In short, the King’s confessors, Bossuet in particular, were the only persons who could influence Louis. They preached that there was a God, the real God, above the King. So the divine rights of kings were not divine, as kings were mortals. They reminded the king that he would die: memento mori and that all was vanity: vanitas vanitatum. This argument did inspire restraint on the part of Louis XIV, but does King Salman have a confessor, a Bossuet (27 September 1627 – 12 April 1704), whose eloquence is unmatched?

U.S. President Barack Obama meets with Saudi Arabia's King Salma

U.S. President Barack Obama meets with Saudi Arabia’s King Salman (R) at Erga Palace in Riyadh, January 27, 2015. Obama is stopping in Saudi Arabia on his way back to Washington from India to pay his condolences over the death of King Abdullah and to hold bilateral meetings with King Salman. (Photo credit: Reuters)


Let us return to President Obama’s visit to Saudi Arabia. Could President Obama speak about Raif Badawi?

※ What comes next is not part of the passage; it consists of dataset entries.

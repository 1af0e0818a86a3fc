//! Resident ROM bank pool.
//!
//! Bank 0 always lives in slot 0. The remaining slots hold switchable banks
//! and are recycled least-recently-selected first when the ROM is larger
//! than the pool.

use std::{
    collections::VecDeque,
    fmt,
    fs::File,
    io::{self, Read, Seek, SeekFrom},
    path::Path,
};

use log::{debug, warn};

pub const ROM_BANK_SIZE: usize = 0x4000;
pub const MAX_ROM_BANKS: usize = 512;
pub const DEFAULT_MAX_LOADED_BANKS: usize = 128;

/// Backing storage the pool reads banks from.
pub trait RomSource {
    /// Total image length in bytes.
    fn byte_len(&self) -> u64;

    /// Fill `buf` with the contents of `bank`. Bytes past the end of the
    /// image read as 0xFF.
    fn read_bank(&mut self, bank: usize, buf: &mut [u8]) -> io::Result<()>;
}

/// ROM image held entirely in memory.
pub struct MemoryRom {
    data: Vec<u8>,
}

impl MemoryRom {
    pub fn new(data: Vec<u8>) -> Self {
        Self { data }
    }
}

impl RomSource for MemoryRom {
    fn byte_len(&self) -> u64 {
        self.data.len() as u64
    }

    fn read_bank(&mut self, bank: usize, buf: &mut [u8]) -> io::Result<()> {
        let start = bank * ROM_BANK_SIZE;
        buf.fill(0xFF);
        if let Some(src) = self.data.get(start..) {
            let n = src.len().min(buf.len());
            buf[..n].copy_from_slice(&src[..n]);
        }
        Ok(())
    }
}

/// ROM image streamed from disk on demand.
pub struct FileRom {
    file: File,
    len: u64,
}

impl FileRom {
    pub fn open<P: AsRef<Path>>(path: P) -> io::Result<Self> {
        let file = File::open(path)?;
        let len = file.metadata()?.len();
        Ok(Self { file, len })
    }
}

impl RomSource for FileRom {
    fn byte_len(&self) -> u64 {
        self.len
    }

    fn read_bank(&mut self, bank: usize, buf: &mut [u8]) -> io::Result<()> {
        buf.fill(0xFF);
        self.file
            .seek(SeekFrom::Start((bank * ROM_BANK_SIZE) as u64))?;
        let mut filled = 0;
        while filled < buf.len() {
            let n = self.file.read(&mut buf[filled..])?;
            if n == 0 {
                break;
            }
            filled += n;
        }
        Ok(())
    }
}

/// Called with `(bank, bytes)` whenever a bank becomes resident.
pub type BankLoadedHook = Box<dyn FnMut(usize, &mut [u8])>;

/// Number of 16 KiB banks for an image of `len` bytes, rounded up to a
/// power of two. Never less than two so the switchable window always has a
/// bank behind it.
pub fn bank_count_for_len(len: u64) -> usize {
    let banks = (len as usize).div_ceil(ROM_BANK_SIZE).max(2);
    banks.next_power_of_two().min(MAX_ROM_BANKS)
}

pub struct BankStore {
    slots: Vec<u8>,
    slot_of: Vec<Option<usize>>,
    /// Switchable banks, most recently selected first. Bank 0 is never listed.
    lru: VecDeque<usize>,
    num_banks: usize,
    active_bank: usize,
    active_slot: usize,
    source: Option<Box<dyn RomSource>>,
    scratch: Vec<u8>,
    on_bank_loaded: Option<BankLoadedHook>,
}

impl BankStore {
    pub fn new(mut source: Box<dyn RomSource>, max_loaded: usize) -> io::Result<Self> {
        let num_banks = bank_count_for_len(source.byte_len());
        let resident = num_banks.min(max_loaded.clamp(2, MAX_ROM_BANKS));

        let mut slots = vec![0xFF; resident * ROM_BANK_SIZE];
        let mut slot_of = vec![None; num_banks];
        let mut lru = VecDeque::with_capacity(resident);
        for (bank, chunk) in slots.chunks_exact_mut(ROM_BANK_SIZE).enumerate() {
            source.read_bank(bank, chunk)?;
            slot_of[bank] = Some(bank);
            if bank != 0 {
                lru.push_back(bank);
            }
        }

        // Everything fits: the backing storage is no longer needed.
        let source = (resident < num_banks).then_some(source);

        Ok(Self {
            slots,
            slot_of,
            lru,
            num_banks,
            active_bank: 1,
            active_slot: 1,
            source,
            scratch: vec![0; ROM_BANK_SIZE],
            on_bank_loaded: None,
        })
    }

    pub fn from_bytes(data: Vec<u8>, max_loaded: usize) -> io::Result<Self> {
        Self::new(Box::new(MemoryRom::new(data)), max_loaded)
    }

    pub fn open<P: AsRef<Path>>(path: P, max_loaded: usize) -> io::Result<Self> {
        Self::new(Box::new(FileRom::open(path)?), max_loaded)
    }

    pub fn num_banks(&self) -> usize {
        self.num_banks
    }

    pub fn resident_count(&self) -> usize {
        self.slots.len() / ROM_BANK_SIZE
    }

    pub fn is_resident(&self, bank: usize) -> bool {
        matches!(self.slot_of.get(bank), Some(Some(_)))
    }

    /// Switchable banks from most to least recently selected.
    pub fn recency(&self) -> impl Iterator<Item = usize> + '_ {
        self.lru.iter().copied()
    }

    /// Contents of a resident bank.
    pub fn rom_bank(&self, bank: usize) -> Option<&[u8]> {
        let slot = (*self.slot_of.get(bank)?)?;
        Some(self.slot(slot))
    }

    pub fn active_bank(&self) -> usize {
        self.active_bank
    }

    /// Bytes currently mapped at 0x4000-0x7FFF.
    pub fn active_high_bank(&self) -> &[u8] {
        self.slot(self.active_slot)
    }

    pub fn bank0(&self) -> &[u8] {
        self.slot(0)
    }

    /// Read from the ROM window (0x0000-0x7FFF).
    #[inline]
    pub fn read(&self, addr: u16) -> u8 {
        let addr = addr as usize;
        if addr < ROM_BANK_SIZE {
            self.slots[addr]
        } else {
            self.slots[self.active_slot * ROM_BANK_SIZE + (addr & (ROM_BANK_SIZE - 1))]
        }
    }

    /// Make `bank` resident, evicting the least recently selected bank if
    /// the pool is full. Returns the slot holding it.
    pub fn load_bank(&mut self, bank: usize) -> Option<usize> {
        if bank >= self.num_banks {
            warn!("Tried to access bank {bank:#x}");
            return None;
        }
        if let Some(slot) = self.slot_of[bank] {
            self.touch(bank);
            return Some(slot);
        }

        let source = self.source.as_mut()?;
        let victim = self.lru.pop_back()?;
        let Some(slot) = self.slot_of[victim] else {
            self.lru.push_back(victim);
            return None;
        };

        if let Err(e) = source.read_bank(bank, &mut self.scratch) {
            warn!("Failed to read ROM bank {bank:#x}: {e}");
            self.lru.push_back(victim);
            return None;
        }

        #[cfg(feature = "bank-trace")]
        debug!("bank {bank:#x} replaces {victim:#x} in slot {slot}");

        self.slot_of[victim] = None;
        self.slot_of[bank] = Some(slot);
        let range = slot * ROM_BANK_SIZE..(slot + 1) * ROM_BANK_SIZE;
        self.slots[range.clone()].copy_from_slice(&self.scratch);
        self.lru.push_front(bank);

        if let Some(hook) = self.on_bank_loaded.as_mut() {
            hook(bank, &mut self.slots[range]);
        }
        Some(slot)
    }

    /// Map `bank` into the switchable window. Out-of-range or unreadable
    /// banks leave the current mapping untouched.
    pub fn select(&mut self, bank: usize) -> bool {
        match self.load_bank(bank) {
            Some(slot) => {
                self.active_bank = bank;
                self.active_slot = slot;
                true
            }
            None => false,
        }
    }

    /// Install the bank-loaded observer and run it over every resident bank.
    pub fn set_bank_loaded_hook(&mut self, hook: BankLoadedHook) {
        self.on_bank_loaded = Some(hook);
        self.reapply_hook();
    }

    pub fn clear_bank_loaded_hook(&mut self) {
        self.on_bank_loaded = None;
    }

    /// Run the bank-loaded observer over every resident bank again.
    pub fn reapply_hook(&mut self) {
        let Some(hook) = self.on_bank_loaded.as_mut() else {
            return;
        };
        for (bank, slot) in self.slot_of.iter().enumerate() {
            if let Some(slot) = *slot {
                let range = slot * ROM_BANK_SIZE..(slot + 1) * ROM_BANK_SIZE;
                hook(bank, &mut self.slots[range]);
            }
        }
        debug!("re-applied bank hook to {} resident banks", self.resident_count());
    }

    fn touch(&mut self, bank: usize) {
        if bank == 0 || self.lru.front() == Some(&bank) {
            return;
        }
        if let Some(pos) = self.lru.iter().position(|&b| b == bank) {
            self.lru.remove(pos);
            self.lru.push_front(bank);
        }
    }

    fn slot(&self, slot: usize) -> &[u8] {
        &self.slots[slot * ROM_BANK_SIZE..(slot + 1) * ROM_BANK_SIZE]
    }
}

impl fmt::Debug for BankStore {
    fn fmt(&self, f: &mut fmt::Formatter<'_>) -> fmt::Result {
        f.debug_struct("BankStore")
            .field("num_banks", &self.num_banks)
            .field("resident", &self.resident_count())
            .field("active_bank", &self.active_bank)
            .field("streaming", &self.source.is_some())
            .finish()
    }
}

I doubt it. King Abdullah had just died and the President went to meet the new king, King Salman. He had business to discuss with King Salman whose country is a member of the coalition fighting IS.

Had President Obama intervened, he may have been perceived as meddling. One cannot walk into someone else’s house, rearrange the furniture and settle in.

However, President Obama has now met King Salman. He travelled to his country. He was well received and the two leaders talked. The above photograph may be our best reassurance. Both leaders seem relaxed and in a jovial mood. So there may be a better future.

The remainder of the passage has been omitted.